### Assigned task:
Find the line with "an inbox plus" in the records below. Copy it and every line after it, up to and including the line with "use std::time::Duration;".

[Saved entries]
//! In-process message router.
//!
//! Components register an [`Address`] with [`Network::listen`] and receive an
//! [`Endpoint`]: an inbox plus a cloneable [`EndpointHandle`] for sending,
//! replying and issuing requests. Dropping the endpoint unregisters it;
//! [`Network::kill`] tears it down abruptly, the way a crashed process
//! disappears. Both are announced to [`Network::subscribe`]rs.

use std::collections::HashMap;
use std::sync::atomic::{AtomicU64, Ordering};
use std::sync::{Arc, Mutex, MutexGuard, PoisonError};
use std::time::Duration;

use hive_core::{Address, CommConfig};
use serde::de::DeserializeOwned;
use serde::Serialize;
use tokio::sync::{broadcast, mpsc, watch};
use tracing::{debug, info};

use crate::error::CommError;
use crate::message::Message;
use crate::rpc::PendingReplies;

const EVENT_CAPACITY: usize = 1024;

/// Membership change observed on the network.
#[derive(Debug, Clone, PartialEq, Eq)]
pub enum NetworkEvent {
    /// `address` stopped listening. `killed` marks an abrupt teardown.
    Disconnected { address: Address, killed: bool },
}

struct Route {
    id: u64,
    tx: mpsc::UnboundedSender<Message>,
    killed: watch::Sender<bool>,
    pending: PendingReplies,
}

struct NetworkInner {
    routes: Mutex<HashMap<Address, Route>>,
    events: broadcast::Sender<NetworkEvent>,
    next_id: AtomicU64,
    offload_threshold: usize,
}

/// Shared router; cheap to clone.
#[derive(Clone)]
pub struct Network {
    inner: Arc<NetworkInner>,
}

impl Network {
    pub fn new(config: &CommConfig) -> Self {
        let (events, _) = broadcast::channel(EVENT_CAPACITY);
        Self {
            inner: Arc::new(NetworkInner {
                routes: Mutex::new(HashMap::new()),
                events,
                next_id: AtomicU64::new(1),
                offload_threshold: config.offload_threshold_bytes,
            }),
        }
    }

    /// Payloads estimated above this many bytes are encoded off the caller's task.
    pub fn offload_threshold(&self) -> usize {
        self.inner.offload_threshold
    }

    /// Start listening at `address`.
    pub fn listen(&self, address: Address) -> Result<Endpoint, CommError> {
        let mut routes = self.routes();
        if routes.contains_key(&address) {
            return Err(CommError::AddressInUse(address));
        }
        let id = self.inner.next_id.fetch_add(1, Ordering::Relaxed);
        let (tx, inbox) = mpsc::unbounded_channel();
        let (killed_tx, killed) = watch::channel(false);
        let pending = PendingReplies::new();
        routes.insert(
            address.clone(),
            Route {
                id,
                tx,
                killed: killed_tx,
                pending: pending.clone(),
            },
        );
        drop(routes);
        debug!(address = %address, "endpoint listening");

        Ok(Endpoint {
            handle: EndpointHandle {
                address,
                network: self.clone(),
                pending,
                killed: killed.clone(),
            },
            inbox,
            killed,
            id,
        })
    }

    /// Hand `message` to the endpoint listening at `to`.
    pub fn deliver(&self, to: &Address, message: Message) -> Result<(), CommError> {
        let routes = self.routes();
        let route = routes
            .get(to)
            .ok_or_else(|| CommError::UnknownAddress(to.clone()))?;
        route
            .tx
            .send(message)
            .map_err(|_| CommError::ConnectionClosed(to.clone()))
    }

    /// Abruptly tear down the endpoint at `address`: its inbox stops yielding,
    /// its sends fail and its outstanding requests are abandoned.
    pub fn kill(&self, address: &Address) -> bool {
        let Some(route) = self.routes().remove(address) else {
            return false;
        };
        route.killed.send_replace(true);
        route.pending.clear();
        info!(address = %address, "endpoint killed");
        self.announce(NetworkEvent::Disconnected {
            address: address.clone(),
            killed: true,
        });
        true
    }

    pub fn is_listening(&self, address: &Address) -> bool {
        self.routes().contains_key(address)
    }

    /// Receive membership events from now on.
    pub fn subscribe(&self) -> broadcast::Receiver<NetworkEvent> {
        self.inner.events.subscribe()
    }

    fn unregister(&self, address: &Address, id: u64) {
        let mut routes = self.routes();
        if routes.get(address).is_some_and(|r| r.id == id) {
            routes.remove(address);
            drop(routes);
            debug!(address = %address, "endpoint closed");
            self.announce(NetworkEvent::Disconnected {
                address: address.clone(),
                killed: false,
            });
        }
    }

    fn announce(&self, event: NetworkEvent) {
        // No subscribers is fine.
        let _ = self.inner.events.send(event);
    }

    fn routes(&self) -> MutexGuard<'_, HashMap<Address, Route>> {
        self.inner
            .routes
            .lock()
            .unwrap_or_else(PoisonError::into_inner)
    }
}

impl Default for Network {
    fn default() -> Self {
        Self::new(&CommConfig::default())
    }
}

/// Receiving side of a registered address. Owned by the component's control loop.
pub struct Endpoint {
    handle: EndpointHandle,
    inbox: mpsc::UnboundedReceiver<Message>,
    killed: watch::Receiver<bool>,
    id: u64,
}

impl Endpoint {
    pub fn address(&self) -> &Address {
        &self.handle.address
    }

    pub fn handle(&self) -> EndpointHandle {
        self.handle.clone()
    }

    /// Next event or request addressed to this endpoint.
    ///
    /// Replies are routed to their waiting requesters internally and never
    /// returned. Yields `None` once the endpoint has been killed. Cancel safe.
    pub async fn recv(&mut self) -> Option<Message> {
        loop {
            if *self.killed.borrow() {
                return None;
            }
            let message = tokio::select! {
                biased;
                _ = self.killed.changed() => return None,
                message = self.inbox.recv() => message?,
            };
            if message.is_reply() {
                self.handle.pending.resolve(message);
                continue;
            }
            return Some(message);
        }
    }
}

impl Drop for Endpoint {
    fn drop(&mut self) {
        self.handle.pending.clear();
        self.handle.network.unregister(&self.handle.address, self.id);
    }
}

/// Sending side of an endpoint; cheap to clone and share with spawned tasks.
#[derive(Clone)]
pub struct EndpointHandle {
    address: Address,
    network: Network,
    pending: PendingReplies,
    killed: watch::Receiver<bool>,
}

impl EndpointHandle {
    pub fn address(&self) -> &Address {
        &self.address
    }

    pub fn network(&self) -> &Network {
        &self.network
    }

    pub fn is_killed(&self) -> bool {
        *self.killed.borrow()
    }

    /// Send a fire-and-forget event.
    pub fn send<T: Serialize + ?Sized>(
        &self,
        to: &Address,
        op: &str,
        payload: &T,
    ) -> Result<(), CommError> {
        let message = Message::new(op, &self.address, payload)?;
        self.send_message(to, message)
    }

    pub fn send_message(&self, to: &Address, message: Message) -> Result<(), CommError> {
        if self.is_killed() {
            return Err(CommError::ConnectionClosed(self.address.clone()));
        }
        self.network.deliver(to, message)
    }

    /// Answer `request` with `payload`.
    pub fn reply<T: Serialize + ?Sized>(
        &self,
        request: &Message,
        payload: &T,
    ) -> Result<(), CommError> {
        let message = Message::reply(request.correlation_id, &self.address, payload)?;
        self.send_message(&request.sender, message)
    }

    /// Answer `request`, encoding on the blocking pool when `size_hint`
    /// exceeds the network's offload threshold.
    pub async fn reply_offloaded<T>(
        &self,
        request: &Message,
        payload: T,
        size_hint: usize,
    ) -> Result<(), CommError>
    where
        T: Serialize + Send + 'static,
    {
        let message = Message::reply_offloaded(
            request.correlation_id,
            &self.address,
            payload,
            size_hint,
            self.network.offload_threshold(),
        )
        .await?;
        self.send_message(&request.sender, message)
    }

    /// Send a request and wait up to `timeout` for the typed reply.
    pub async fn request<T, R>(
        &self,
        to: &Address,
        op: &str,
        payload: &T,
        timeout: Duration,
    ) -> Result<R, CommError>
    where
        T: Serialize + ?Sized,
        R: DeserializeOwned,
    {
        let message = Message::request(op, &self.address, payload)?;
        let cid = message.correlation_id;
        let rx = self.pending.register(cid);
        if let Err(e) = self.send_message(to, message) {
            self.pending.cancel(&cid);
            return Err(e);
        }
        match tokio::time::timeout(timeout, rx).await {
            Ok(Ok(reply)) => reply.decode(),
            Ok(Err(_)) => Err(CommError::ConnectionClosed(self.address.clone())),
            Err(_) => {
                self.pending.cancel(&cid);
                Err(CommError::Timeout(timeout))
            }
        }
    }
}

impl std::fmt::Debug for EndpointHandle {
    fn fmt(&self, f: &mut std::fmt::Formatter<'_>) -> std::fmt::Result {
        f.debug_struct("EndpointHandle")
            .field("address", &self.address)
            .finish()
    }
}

### Your solution:
//! [`Endpoint`]: an inbox plus a cloneable [`EndpointHandle`] for sending,
//! replying and issuing requests. Dropping the endpoint unregisters it;
//! [`Network::kill`] tears it down abruptly, the way a crashed process
//! disappears. Both are announced to [`Network::subscribe`]rs.

use std::collections::HashMap;
use std::sync::atomic::{AtomicU64, Ordering};
use std::sync::{Arc, Mutex, MutexGuard, PoisonError};
use std::time::Duration;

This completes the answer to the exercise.